### Your goal:
Could you retype every entry below exactly as written?

[Dataset entries]
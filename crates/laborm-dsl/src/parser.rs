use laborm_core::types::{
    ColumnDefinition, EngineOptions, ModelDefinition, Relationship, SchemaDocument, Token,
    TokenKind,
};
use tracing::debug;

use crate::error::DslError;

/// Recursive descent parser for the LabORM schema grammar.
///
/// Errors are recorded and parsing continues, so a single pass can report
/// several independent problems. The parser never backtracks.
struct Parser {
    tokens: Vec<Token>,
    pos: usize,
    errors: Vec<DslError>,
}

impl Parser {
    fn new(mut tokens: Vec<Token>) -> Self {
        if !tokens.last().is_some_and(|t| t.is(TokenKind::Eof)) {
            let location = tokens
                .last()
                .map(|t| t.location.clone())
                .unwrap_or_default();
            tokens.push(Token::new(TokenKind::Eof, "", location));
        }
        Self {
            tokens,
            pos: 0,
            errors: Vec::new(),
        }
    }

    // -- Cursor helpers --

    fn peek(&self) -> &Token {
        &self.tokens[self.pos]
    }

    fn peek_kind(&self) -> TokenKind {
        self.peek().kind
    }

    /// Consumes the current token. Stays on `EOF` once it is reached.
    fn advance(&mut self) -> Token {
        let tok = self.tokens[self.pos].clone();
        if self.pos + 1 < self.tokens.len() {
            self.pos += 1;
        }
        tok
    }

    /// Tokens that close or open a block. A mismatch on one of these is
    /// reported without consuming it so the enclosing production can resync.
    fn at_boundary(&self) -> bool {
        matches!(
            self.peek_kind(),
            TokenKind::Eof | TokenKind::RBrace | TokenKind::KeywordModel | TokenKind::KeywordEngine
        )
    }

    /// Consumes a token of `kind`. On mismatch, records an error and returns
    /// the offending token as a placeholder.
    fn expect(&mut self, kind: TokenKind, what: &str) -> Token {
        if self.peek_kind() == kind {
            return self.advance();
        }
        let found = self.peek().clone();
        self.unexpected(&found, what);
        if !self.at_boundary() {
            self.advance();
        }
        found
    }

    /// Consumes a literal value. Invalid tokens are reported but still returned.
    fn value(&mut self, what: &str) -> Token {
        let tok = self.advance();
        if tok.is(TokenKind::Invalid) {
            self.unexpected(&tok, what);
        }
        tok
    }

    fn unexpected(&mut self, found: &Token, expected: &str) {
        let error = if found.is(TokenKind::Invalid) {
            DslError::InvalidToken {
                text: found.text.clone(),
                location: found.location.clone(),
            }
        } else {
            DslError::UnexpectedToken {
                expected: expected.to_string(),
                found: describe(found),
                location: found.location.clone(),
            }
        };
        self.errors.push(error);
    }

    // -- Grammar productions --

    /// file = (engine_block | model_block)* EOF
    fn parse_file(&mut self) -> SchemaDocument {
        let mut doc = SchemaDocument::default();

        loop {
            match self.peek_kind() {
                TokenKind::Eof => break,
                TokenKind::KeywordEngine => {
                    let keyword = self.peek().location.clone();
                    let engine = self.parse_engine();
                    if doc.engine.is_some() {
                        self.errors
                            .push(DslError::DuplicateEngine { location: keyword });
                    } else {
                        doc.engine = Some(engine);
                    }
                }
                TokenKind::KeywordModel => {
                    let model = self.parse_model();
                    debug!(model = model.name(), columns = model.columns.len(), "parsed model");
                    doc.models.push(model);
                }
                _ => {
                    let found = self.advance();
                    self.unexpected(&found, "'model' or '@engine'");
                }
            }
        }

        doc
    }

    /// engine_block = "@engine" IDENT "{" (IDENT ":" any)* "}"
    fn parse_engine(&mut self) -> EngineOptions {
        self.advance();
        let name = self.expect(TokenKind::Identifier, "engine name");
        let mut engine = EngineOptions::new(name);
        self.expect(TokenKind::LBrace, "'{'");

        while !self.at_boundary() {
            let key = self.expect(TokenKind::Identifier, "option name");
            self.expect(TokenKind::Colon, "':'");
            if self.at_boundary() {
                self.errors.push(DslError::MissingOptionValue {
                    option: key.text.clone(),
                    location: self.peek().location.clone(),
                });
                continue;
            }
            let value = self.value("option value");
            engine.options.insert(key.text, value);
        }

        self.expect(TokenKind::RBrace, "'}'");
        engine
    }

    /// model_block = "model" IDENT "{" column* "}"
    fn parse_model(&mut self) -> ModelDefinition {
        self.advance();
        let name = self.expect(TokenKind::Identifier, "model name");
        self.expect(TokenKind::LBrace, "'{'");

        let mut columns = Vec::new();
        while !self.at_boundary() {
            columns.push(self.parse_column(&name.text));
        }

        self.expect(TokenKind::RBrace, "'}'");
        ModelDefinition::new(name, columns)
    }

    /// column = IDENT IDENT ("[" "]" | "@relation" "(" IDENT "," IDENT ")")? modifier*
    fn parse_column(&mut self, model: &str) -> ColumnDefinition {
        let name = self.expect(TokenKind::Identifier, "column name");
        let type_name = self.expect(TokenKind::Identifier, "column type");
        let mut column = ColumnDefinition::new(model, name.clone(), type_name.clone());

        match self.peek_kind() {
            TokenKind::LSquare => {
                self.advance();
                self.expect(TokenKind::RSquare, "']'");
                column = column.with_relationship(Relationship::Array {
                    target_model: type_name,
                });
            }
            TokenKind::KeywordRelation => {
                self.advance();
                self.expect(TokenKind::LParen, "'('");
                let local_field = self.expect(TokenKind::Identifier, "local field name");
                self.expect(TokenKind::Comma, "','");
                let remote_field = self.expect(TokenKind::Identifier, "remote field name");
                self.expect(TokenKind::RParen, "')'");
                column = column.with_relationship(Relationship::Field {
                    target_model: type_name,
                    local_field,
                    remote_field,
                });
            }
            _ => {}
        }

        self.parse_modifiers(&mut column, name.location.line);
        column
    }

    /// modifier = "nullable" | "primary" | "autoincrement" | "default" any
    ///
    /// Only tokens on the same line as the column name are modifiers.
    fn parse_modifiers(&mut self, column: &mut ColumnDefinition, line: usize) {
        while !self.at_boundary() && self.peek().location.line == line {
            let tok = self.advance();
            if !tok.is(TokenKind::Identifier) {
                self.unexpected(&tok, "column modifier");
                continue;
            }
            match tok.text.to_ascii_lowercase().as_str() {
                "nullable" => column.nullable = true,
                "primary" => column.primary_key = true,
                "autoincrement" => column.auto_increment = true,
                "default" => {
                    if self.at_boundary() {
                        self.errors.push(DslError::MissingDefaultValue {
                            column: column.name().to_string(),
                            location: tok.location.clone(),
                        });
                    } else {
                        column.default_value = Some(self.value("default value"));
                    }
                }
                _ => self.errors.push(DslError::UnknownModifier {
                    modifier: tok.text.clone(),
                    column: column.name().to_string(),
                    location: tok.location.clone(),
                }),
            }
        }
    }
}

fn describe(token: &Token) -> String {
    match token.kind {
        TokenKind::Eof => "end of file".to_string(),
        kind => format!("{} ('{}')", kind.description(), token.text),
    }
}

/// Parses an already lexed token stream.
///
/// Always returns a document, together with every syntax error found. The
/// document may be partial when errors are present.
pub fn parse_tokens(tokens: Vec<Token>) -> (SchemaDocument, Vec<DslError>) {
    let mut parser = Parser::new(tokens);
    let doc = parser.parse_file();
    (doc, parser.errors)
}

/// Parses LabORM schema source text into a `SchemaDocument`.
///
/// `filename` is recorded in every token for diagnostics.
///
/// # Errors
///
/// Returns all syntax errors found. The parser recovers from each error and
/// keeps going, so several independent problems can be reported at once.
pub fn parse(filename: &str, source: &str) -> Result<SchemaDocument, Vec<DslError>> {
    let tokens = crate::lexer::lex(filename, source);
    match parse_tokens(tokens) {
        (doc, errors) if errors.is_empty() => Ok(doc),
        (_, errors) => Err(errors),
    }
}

### Response to the exercise:
filename crates/laborm-dsl/src/parser.rs
use laborm_core::types::{
    ColumnDefinition, EngineOptions, ModelDefinition, Relationship, SchemaDocument, Token,
    TokenKind,
};
use tracing::debug;

use crate::error::DslError;

/// Recursive descent parser for the LabORM schema grammar.
///
/// Errors are recorded and parsing continues, so a single pass can report
/// several independent problems. The parser never backtracks.
struct Parser {
    tokens: Vec<Token>,
    pos: usize,
    errors: Vec<DslError>,
}

impl Parser {
    fn new(mut tokens: Vec<Token>) -> Self {
        if !tokens.last().is_some_and(|t| t.is(TokenKind::Eof)) {
            let location = tokens
                .last()
                .map(|t| t.location.clone())
                .unwrap_or_default();
            tokens.push(Token::new(TokenKind::Eof, "", location));
        }
        Self {
            tokens,
            pos: 0,
            errors: Vec::new(),
        }
    }

    // -- Cursor helpers --

    fn peek(&self) -> &Token {
        &self.tokens[self.pos]
    }

    fn peek_kind(&self) -> TokenKind {
        self.peek().kind
    }

    /// Consumes the current token. Stays on `EOF` once it is reached.
    fn advance(&mut self) -> Token {
        let tok = self.tokens[self.pos].clone();
        if self.pos + 1 < self.tokens.len() {
            self.pos += 1;
        }
        tok
    }

    /// Tokens that close or open a block. A mismatch on one of these is
    /// reported without consuming it so the enclosing production can resync.
    fn at_boundary(&self) -> bool {
        matches!(
            self.peek_kind(),
            TokenKind::Eof | TokenKind::RBrace | TokenKind::KeywordModel | TokenKind::KeywordEngine
        )
    }

    /// Consumes a token of `kind`. On mismatch, records an error and returns
    /// the offending token as a placeholder.
    fn expect(&mut self, kind: TokenKind, what: &str) -> Token {
        if self.peek_kind() == kind {
            return self.advance();
        }
        let found = self.peek().clone();
        self.unexpected(&found, what);
        if !self.at_boundary() {
            self.advance();
        }
        found
    }

    /// Consumes a literal value. Invalid tokens are reported but still returned.
    fn value(&mut self, what: &str) -> Token {
        let tok = self.advance();
        if tok.is(TokenKind::Invalid) {
            self.unexpected(&tok, what);
        }
        tok
    }

    fn unexpected(&mut self, found: &Token, expected: &str) {
        let error = if found.is(TokenKind::Invalid) {
            DslError::InvalidToken {
                text: found.text.clone(),
                location: found.location.clone(),
            }
        } else {
            DslError::UnexpectedToken {
                expected: expected.to_string(),
                found: describe(found),
                location: found.location.clone(),
            }
        };
        self.errors.push(error);
    }

    // -- Grammar productions --

    /// file = (engine_block | model_block)* EOF
    fn parse_file(&mut self) -> SchemaDocument {
        let mut doc = SchemaDocument::default();

        loop {
            match self.peek_kind() {
                TokenKind::Eof => break,
                TokenKind::KeywordEngine => {
                    let keyword = self.peek().location.clone();
                    let engine = self.parse_engine();
                    if doc.engine.is_some() {
                        self.errors
                            .push(DslError::DuplicateEngine { location: keyword });
                    } else {
                        doc.engine = Some(engine);
                    }
                }
                TokenKind::KeywordModel => {
                    let model = self.parse_model();
                    debug!(model = model.name(), columns = model.columns.len(), "parsed model");
                    doc.models.push(model);
                }
                _ => {
                    let found = self.advance();
                    self.unexpected(&found, "'model' or '@engine'");
                }
            }
        }

        doc
    }

    /// engine_block = "@engine" IDENT "{" (IDENT ":" any)* "}"
    fn parse_engine(&mut self) -> EngineOptions {
        self.advance();
        let name = self.expect(TokenKind::Identifier, "engine name");
        let mut engine = EngineOptions::new(name);
        self.expect(TokenKind::LBrace, "'{'");

        while !self.at_boundary() {
            let key = self.expect(TokenKind::Identifier, "option name");
            self.expect(TokenKind::Colon, "':'");
            if self.at_boundary() {
                self.errors.push(DslError::MissingOptionValue {
                    option: key.text.clone(),
                    location: self.peek().location.clone(),
                });
                continue;
            }
            let value = self.value("option value");
            engine.options.insert(key.text, value);
        }

        self.expect(TokenKind::RBrace, "'}'");
        engine
    }

    /// model_block = "model" IDENT "{" column* "}"
    fn parse_model(&mut self) -> ModelDefinition {
        self.advance();
        let name = self.expect(TokenKind::Identifier, "model name");
        self.expect(TokenKind::LBrace, "'{'");

        let mut columns = Vec::new();
        while !self.at_boundary() {
            columns.push(self.parse_column(&name.text));
        }

        self.expect(TokenKind::RBrace, "'}'");
        ModelDefinition::new(name, columns)
    }

    /// column = IDENT IDENT ("[" "]" | "@relation" "(" IDENT "," IDENT ")")? modifier*
    fn parse_column(&mut self, model: &str) -> ColumnDefinition {
        let name = self.expect(TokenKind::Identifier, "column name");
        let type_name = self.expect(TokenKind::Identifier, "column type");
        let mut column = ColumnDefinition::new(model, name.clone(), type_name.clone());

        match self.peek_kind() {
            TokenKind::LSquare => {
                self.advance();
                self.expect(TokenKind::RSquare, "']'");
                column = column.with_relationship(Relationship::Array {
                    target_model: type_name,
                });
            }
            TokenKind::KeywordRelation => {
                self.advance();
                self.expect(TokenKind::LParen, "'('");
                let local_field = self.expect(TokenKind::Identifier, "local field name");
                self.expect(TokenKind::Comma, "','");
                let remote_field = self.expect(TokenKind::Identifier, "remote field name");
                self.expect(TokenKind::RParen, "')'");
                column = column.with_relationship(Relationship::Field {
                    target_model: type_name,
                    local_field,
                    remote_field,
                });
            }
            _ => {}
        }

        self.parse_modifiers(&mut column, name.location.line);
        column
    }

    /// modifier = "nullable" | "primary" | "autoincrement" | "default" any
    ///
    /// Only tokens on the same line as the column name are modifiers.
    fn parse_modifiers(&mut self, column: &mut ColumnDefinition, line: usize) {
        while !self.at_boundary() && self.peek().location.line == line {
            let tok = self.advance();
            if !tok.is(TokenKind::Identifier) {
                self.unexpected(&tok, "column modifier");
                continue;
            }
            match tok.text.to_ascii_lowercase().as_str() {
                "nullable" => column.nullable = true,
                "primary" => column.primary_key = true,
                "autoincrement" => column.auto_increment = true,
                "default" => {
                    if self.at_boundary() {
                        self.errors.push(DslError::MissingDefaultValue {
                            column: column.name().to_string(),
                            location: tok.location.clone(),
                        });
                    } else {
                        column.default_value = Some(self.value("default value"));
                    }
                }
                _ => self.errors.push(DslError::UnknownModifier {
                    modifier: tok.text.clone(),
                    column: column.name().to_string(),
                    location: tok.location.clone(),
                }),
            }
        }
    }
}

fn describe(token: &Token) -> String {
    match token.kind {
        TokenKind::Eof => "end of file".to_string(),
        kind => format!("{} ('{}')", kind.description(), token.text),
    }
}

/// Parses an already lexed token stream.
///
/// Always returns a document, together with every syntax error found. The
/// document may be partial when errors are present.
pub fn parse_tokens(tokens: Vec<Token>) -> (SchemaDocument, Vec<DslError>) {
    let mut parser = Parser::new(tokens);
    let doc = parser.parse_file();
    (doc, parser.errors)
}

/// Parses LabORM schema source text into a `SchemaDocument`.
///
/// `filename` is recorded in every token for diagnostics.
///
/// # Errors
///
/// Returns all syntax errors found. The parser recovers from each error and
/// keeps going, so several independent problems can be reported at once.
pub fn parse(filename: &str, source: &str) -> Result<SchemaDocument, Vec<DslError>> {
    let tokens = crate::lexer::lex(filename, source);
    match parse_tokens(tokens) {
        (doc, errors) if errors.is_empty() => Ok(doc),
        (_, errors) => Err(errors),
    }
}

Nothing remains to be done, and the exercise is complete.